Portals such as Liferay are not AJAX applications but reload the page every time a user interaction requires data from the server. They consider a Vaadin application to be a regular web application that works by HTTP requests. All the AJAX communications required by the Vaadin application are done by the Vaadin Client-Side Engine (the widget set) past the portal, so that the portal is unaware of the communications.

The only way a portal can interact with an application is to load it with a HTTP request; reloading does not reset the application. The Portlet 2.0 API supports four types of requests: render, action, resource, and event requests. The old Portlet 1.0 API supports only the render and action requests.

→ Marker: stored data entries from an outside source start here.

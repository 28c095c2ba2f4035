use std::collections::HashMap;
use std::sync::{Arc, RwLock};

use crate::domain::id::{MovieId, TheaterId};
use crate::error::{Error, Result};

/// A movie known to the catalog. Immutable once added.
#[derive(Debug, Clone, PartialEq, Eq)]
pub struct Movie {
    pub id: MovieId,
    pub title: String,
}

/// A theater known to the catalog. Immutable once added.
#[derive(Debug, Clone, PartialEq, Eq)]
pub struct Theater {
    pub id: TheaterId,
    pub name: String,
}

#[derive(Debug, Default)]
struct CatalogInner {
    movies: HashMap<MovieId, Arc<Movie>>,
    theaters: HashMap<TheaterId, Arc<Theater>>,

    /// Theater ids showing each movie, in link insertion order. Kept
    /// duplicate-free, so listings never repeat a theater.
    links: HashMap<MovieId, Vec<TheaterId>>,
}

/// Movies, theaters and the movie-to-theaters linkage.
///
/// Reads hand out `Arc` clones, never references tied to the internal lock.
#[derive(Debug, Clone)]
pub struct MetadataCatalog {
    /// All three maps are protected with a single lock.
    inner: Arc<RwLock<CatalogInner>>,
}

impl MetadataCatalog {
    pub fn new() -> Self {
        Self { inner: Arc::new(RwLock::new(CatalogInner::default())) }
    }

    /// Adds a movie. Re-adding an existing id replaces its record; links and
    /// screening occupancy are keyed by id and stay as they are.
    pub fn add_movie(&self, id: MovieId, title: impl Into<String>) {
        let movie = Arc::new(Movie { id, title: title.into() });
        let mut guard = self.inner.write().expect("RwLock poisoned");
        if guard.movies.insert(id, movie).is_some() {
            log::debug!("movie {} replaced in the catalog", id);
        }
    }

    /// Adds a theater. Same replacement rule as [`MetadataCatalog::add_movie`].
    pub fn add_theater(&self, id: TheaterId, name: impl Into<String>) {
        let theater = Arc::new(Theater { id, name: name.into() });
        let mut guard = self.inner.write().expect("RwLock poisoned");
        if guard.theaters.insert(id, theater).is_some() {
            log::debug!("theater {} replaced in the catalog", id);
        }
    }

    /// Records that `movie` is shown in `theater`. Returns `false` when
    /// either id is unknown. Linking an already-linked pair is a no-op.
    pub fn link(&self, movie: MovieId, theater: TheaterId) -> bool {
        let mut guard = self.inner.write().expect("RwLock poisoned");
        if !guard.movies.contains_key(&movie) || !guard.theaters.contains_key(&theater) {
            return false;
        }

        let showing_in = guard.links.entry(movie).or_default();
        if !showing_in.contains(&theater) {
            showing_in.push(theater);
        }
        true
    }

    pub fn get_movie(&self, id: MovieId) -> Option<Arc<Movie>> {
        let guard = self.inner.read().expect("RwLock poisoned");
        guard.movies.get(&id).cloned()
    }

    pub fn get_theater(&self, id: TheaterId) -> Option<Arc<Theater>> {
        let guard = self.inner.read().expect("RwLock poisoned");
        guard.theaters.get(&id).cloned()
    }

    /// Every movie in the catalog, sorted by id.
    pub fn all_movies(&self) -> Vec<Arc<Movie>> {
        let guard = self.inner.read().expect("RwLock poisoned");
        let mut movies: Vec<Arc<Movie>> = guard.movies.values().cloned().collect();
        movies.sort_by_key(|movie| movie.id);
        movies
    }

    /// Theaters showing `movie`, in the order the links were added,
    /// filtered to theaters the catalog still knows.
    pub fn theaters_for(&self, movie: MovieId) -> Vec<Arc<Theater>> {
        let guard = self.inner.read().expect("RwLock poisoned");
        match guard.links.get(&movie) {
            Some(showing_in) => showing_in.iter().filter_map(|id| guard.theaters.get(id).cloned()).collect(),
            None => Vec::new(),
        }
    }

    pub fn is_linked(&self, movie: MovieId, theater: TheaterId) -> bool {
        let guard = self.inner.read().expect("RwLock poisoned");
        guard.links.get(&movie).is_some_and(|showing_in| showing_in.contains(&theater))
    }

    /// Validates a reservation target under one shared read: both ids must
    /// exist and the pair must be linked.
    pub fn check_screening(&self, movie: MovieId, theater: TheaterId) -> Result<()> {
        let guard = self.inner.read().expect("RwLock poisoned");
        if !guard.movies.contains_key(&movie) {
            return Err(Error::UnknownMovie(movie.id));
        }
        if !guard.theaters.contains_key(&theater) {
            return Err(Error::UnknownTheater(theater.id));
        }
        let linked = guard.links.get(&movie).is_some_and(|showing_in| showing_in.contains(&theater));
        if !linked {
            return Err(Error::UnlinkedPair(movie.id, theater.id));
        }
        Ok(())
    }
}

impl Default for MetadataCatalog {
    fn default() -> Self {
        Self::new()
    }
}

Requests can be caused by user interaction with the portal controls or by clicking action URLs displayed by the portlet. You can handle portlet requests by implementing the PortletListener interface and the handler methods for each of the request types. You can use the request object passed to the handler to access certain portal data, such as user information, the portlet mode, etc.

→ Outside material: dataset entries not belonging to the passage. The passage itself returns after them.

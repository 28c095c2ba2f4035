use lazy_static::lazy_static;
use std::fmt;

/// Number of seats in every screening room.
pub const SEAT_COUNT: u32 = 20;

/// One bit per seat: a1 at bit 0 through a20 at bit 19.
pub const ALL_SEATS_MASK: u32 = (1 << SEAT_COUNT) - 1;

lazy_static! {
    /// The complete seat row in ascending order, used whenever a screening
    /// has no occupancy state yet and everything is still free.
    pub static ref FULL_HOUSE: Vec<Seat> = (0..SEAT_COUNT as u8).map(Seat).collect();
}

/// A single seat of the twenty-seat row, stored as its occupancy bit index.
///
/// Values only come out of [`Seat::parse`] or [`Seat::from_index`], so the
/// inner index is always in `0..=19`.
#[derive(Clone, Copy, PartialEq, Eq, PartialOrd, Ord, Hash)]
pub struct Seat(u8);

impl Seat {
    /// Parses a textual seat identifier of the form `a<N>` with `N` in
    /// `1..=20`, case-insensitive letter, no leading zero. Anything else is
    /// not a seat.
    pub fn parse(id: &str) -> Option<Seat> {
        let digits = id.strip_prefix('a').or_else(|| id.strip_prefix('A'))?;
        if digits.is_empty() || digits.starts_with('0') || !digits.bytes().all(|b| b.is_ascii_digit()) {
            return None;
        }
        let number: u32 = digits.parse().ok()?;
        if (1..=SEAT_COUNT).contains(&number) { Some(Seat((number - 1) as u8)) } else { None }
    }

    /// Seat for a raw bit index, defined on `0..=19`.
    pub fn from_index(index: u8) -> Option<Seat> {
        if (index as u32) < SEAT_COUNT { Some(Seat(index)) } else { None }
    }

    pub fn index(&self) -> u8 {
        self.0
    }

    /// The occupancy-word bit carried by this seat.
    pub fn mask(&self) -> u32 {
        1 << self.0
    }
}

impl fmt::Display for Seat {
    fn fmt(&self, f: &mut fmt::Formatter<'_>) -> fmt::Result {
        write!(f, "a{}", self.0 + 1)
    }
}

impl fmt::Debug for Seat {
    fn fmt(&self, f: &mut fmt::Formatter<'_>) -> fmt::Result {
        write!(f, "Seat: a{}", self.0 + 1)
    }
}

/// True when `id` belongs to the seat grammar.
pub fn is_valid(id: &str) -> bool {
    Seat::parse(id).is_some()
}

/// ORs together the bits of every valid identifier in `ids`. Invalid
/// identifiers contribute nothing; callers that must reject them outright
/// have to parse each one first.
pub fn build_mask<S: AsRef<str>>(ids: &[S]) -> u32 {
    ids.iter().filter_map(|id| Seat::parse(id.as_ref())).fold(0, |mask, seat| mask | seat.mask())
}

/// All seats whose bit is set in `mask`, in ascending order.
pub fn seats_in_mask(mask: u32) -> Vec<Seat> {
    FULL_HOUSE.iter().copied().filter(|seat| mask & seat.mask() != 0).collect()
}
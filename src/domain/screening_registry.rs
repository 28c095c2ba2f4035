use slotmap::{SlotMap, new_key_type};
use std::collections::HashMap;
use std::sync::{Arc, RwLock};

use crate::domain::id::{MovieId, TheaterId};
use crate::domain::screening_state::ScreeningState;

new_key_type! {
    pub struct ScreeningSlot;
}

/// A screening is addressed by the (movie, theater) pair it belongs to.
pub type ScreeningKey = (MovieId, TheaterId);

#[derive(Debug, Default)]
struct RegistryInner {
    /// Screening state storage; slots stay stable for the process lifetime.
    slots: SlotMap<ScreeningSlot, Arc<ScreeningState>>,

    /// Index lookup of the internal slot using the (movie, theater) pair.
    key_index: HashMap<ScreeningKey, ScreeningSlot>,
}

/// Owner of every [`ScreeningState`] in the system.
///
/// States are created lazily on first use and never removed. Callers get
/// `Arc` handles whose validity does not depend on any registry lock still
/// being held.
#[derive(Debug, Clone)]
pub struct ScreeningRegistry {
    /// Both maps are protected with a single lock.
    inner: Arc<RwLock<RegistryInner>>,
}

impl ScreeningRegistry {
    pub fn new() -> Self {
        Self { inner: Arc::new(RwLock::new(RegistryInner::default())) }
    }

    /// Read-side lookup. Never blocks other readers; returns `None` for a
    /// pair no reservation has ever touched.
    pub fn lookup(&self, key: ScreeningKey) -> Option<Arc<ScreeningState>> {
        let guard = self.inner.read().expect("RwLock poisoned");
        let slot = guard.key_index.get(&key)?;
        guard.slots.get(*slot).cloned()
    }

    /// Returns the state for `key`, creating it on first use.
    ///
    /// Double-checked: an optimistic read-only lookup first, then the write
    /// lock with a mandatory re-check, so two racing callers can never both
    /// insert a state for the same pair.
    pub fn get_or_create(&self, key: ScreeningKey) -> Arc<ScreeningState> {
        if let Some(state) = self.lookup(key) {
            return state;
        }

        let mut guard = self.inner.write().expect("RwLock poisoned");
        if let Some(slot) = guard.key_index.get(&key) {
            // Lost the race to another writer between the read and the
            // write acquisition.
            return guard.slots[*slot].clone();
        }

        let state = Arc::new(ScreeningState::new());
        let slot = guard.slots.insert(state.clone());
        guard.key_index.insert(key, slot);
        log::debug!("created screening state for movie {} / theater {}", key.0, key.1);

        state
    }

    /// Number of screenings that have state, for the front-end summary.
    pub fn len(&self) -> usize {
        self.inner.read().expect("RwLock poisoned").slots.len()
    }

    pub fn is_empty(&self) -> bool {
        self.len() == 0
    }
}

impl Default for ScreeningRegistry {
    fn default() -> Self {
        Self::new()
    }
}
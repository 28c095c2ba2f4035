use std::collections::HashMap;
use std::fmt;
use std::sync::atomic::{AtomicU64, Ordering};
use std::sync::{Arc, RwLock};

use crate::domain::id::{MovieId, TheaterId};
use crate::domain::seat::Seat;

/// Identifier of a successful reservation. Dense, starting at 1.
#[derive(Debug, Clone, Copy, PartialEq, Eq, PartialOrd, Ord, Hash)]
pub struct BookingId(pub u64);

impl fmt::Display for BookingId {
    fn fmt(&self, f: &mut fmt::Formatter<'_>) -> fmt::Result {
        write!(f, "{}", self.0)
    }
}

/// Immutable record of one successful reservation: which seats were taken
/// together, and for which screening.
#[derive(Debug, Clone, PartialEq, Eq)]
pub struct Booking {
    pub id: BookingId,
    pub movie: MovieId,
    pub theater: TheaterId,
    pub seats: Vec<Seat>,
}

#[derive(Debug)]
struct LogInner {
    /// Next id to hand out. Ids are never given to failed reservations, so
    /// the sequence stays gap-free.
    next_id: AtomicU64,

    records: RwLock<HashMap<BookingId, Arc<Booking>>>,
}

/// Append-only archive of all bookings in the process.
#[derive(Debug, Clone)]
pub struct BookingLog {
    inner: Arc<LogInner>,
}

impl BookingLog {
    pub fn new() -> Self {
        Self { inner: Arc::new(LogInner { next_id: AtomicU64::new(1), records: RwLock::new(HashMap::new()) }) }
    }

    /// Claims the next booking id. Relaxed is enough: ordering between
    /// bookings is established by the seat compare-exchange that must have
    /// already succeeded, not by the counter.
    pub fn allocate_id(&self) -> BookingId {
        BookingId(self.inner.next_id.fetch_add(1, Ordering::Relaxed))
    }

    /// Archives a booking and returns the shared handle to it.
    pub fn append(&self, booking: Booking) -> Arc<Booking> {
        let record = Arc::new(booking);
        let mut guard = self.inner.records.write().expect("RwLock poisoned");
        guard.insert(record.id, record.clone());
        record
    }

    pub fn lookup(&self, id: BookingId) -> Option<Arc<Booking>> {
        let guard = self.inner.records.read().expect("RwLock poisoned");
        guard.get(&id).cloned()
    }

    pub fn len(&self) -> usize {
        self.inner.records.read().expect("RwLock poisoned").len()
    }

    pub fn is_empty(&self) -> bool {
        self.len() == 0
    }
}

impl Default for BookingLog {
    fn default() -> Self {
        Self::new()
    }
}
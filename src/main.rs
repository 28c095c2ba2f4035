use clap::Parser;

use cinema_reservations::bootstrap;

mod menu;

/// Interactive seat-reservation front-end for small screening rooms.
#[derive(Debug, Parser)]
#[command(version, about)]
struct Args {
    /// Path to the JSON seed catalog.
    #[arg(long, default_value = "data/seed.json")]
    seed: String,
}

fn main() {
    let args = Args::parse();

    match bootstrap(&args.seed) {
        Ok(service) => menu::run(&service),
        Err(e) => {
            log::error!("Start-up failed: {}", e);
            std::process::exit(1);
        }
    }
}
use serde::Deserialize;

/// Top-level shape of the JSON seed catalog.
#[derive(Debug, Deserialize)]
pub struct SeedDto {
    pub movies: Vec<MovieDto>,
    pub theaters: Vec<TheaterDto>,
    pub links: Vec<LinkDto>,
}

#[derive(Debug, Deserialize)]
pub struct MovieDto {
    pub id: u32,
    pub title: String,
}

#[derive(Debug, Deserialize)]
pub struct TheaterDto {
    pub id: u32,
    pub name: String,
}

#[derive(Debug, Deserialize)]
#[serde(rename_all = "camelCase")]
pub struct LinkDto {
    pub movie_id: u32,
    pub theater_ids: Vec<u32>,
}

The PortletListener interface is defined in the PortletApplicationContext2 for Portlet 2.0 API and com.vaadin.terminal.gwt.server.PortletApplicationContext class for the old Portlet 1.0 API. You can get the portlet application context with getContext() method of the application class.

You need to have the portlet.jar in your class path during development. However, you must not deploy the portlet.jar with the portlet, because it would create a conflict with the internal portlet library of the portal. You should put it in a directory that is not deployed with the portlet, for example, if you are using Eclipse, under the lib directory under the project root, not under WebContent/WEB-INF/lib, for example.

You can also define portal actions that you can handle in the handleActionRequest() method of the interface.

You add your portlet request listener to the application context of your application, which is a PortletApplicationContext when (and only when) the application is being run as a portlet.

// Check that we are running as a portlet.
if (getContext() instanceof PortletApplicationContext2) {
    PortletApplicationContext2 ctx =
            (PortletApplicationContext2) getContext();

    // Add a custom listener to handle action and
    // render requests.
    ctx.addPortletListener(this, new MyPortletListener());
} else {
    getMainWindow().showNotification(
            "Not initialized via Portal!",
            Notification.TYPE_ERROR_MESSAGE);
}

The handler methods receive references to request and response objects, which are defined in the Java Servlet API. Please refer to the Servlet API documentation for further details.

The PortletDemo application included in the demo WAR package includes examples of processing mode and portlet window state changes in a portlet request listener.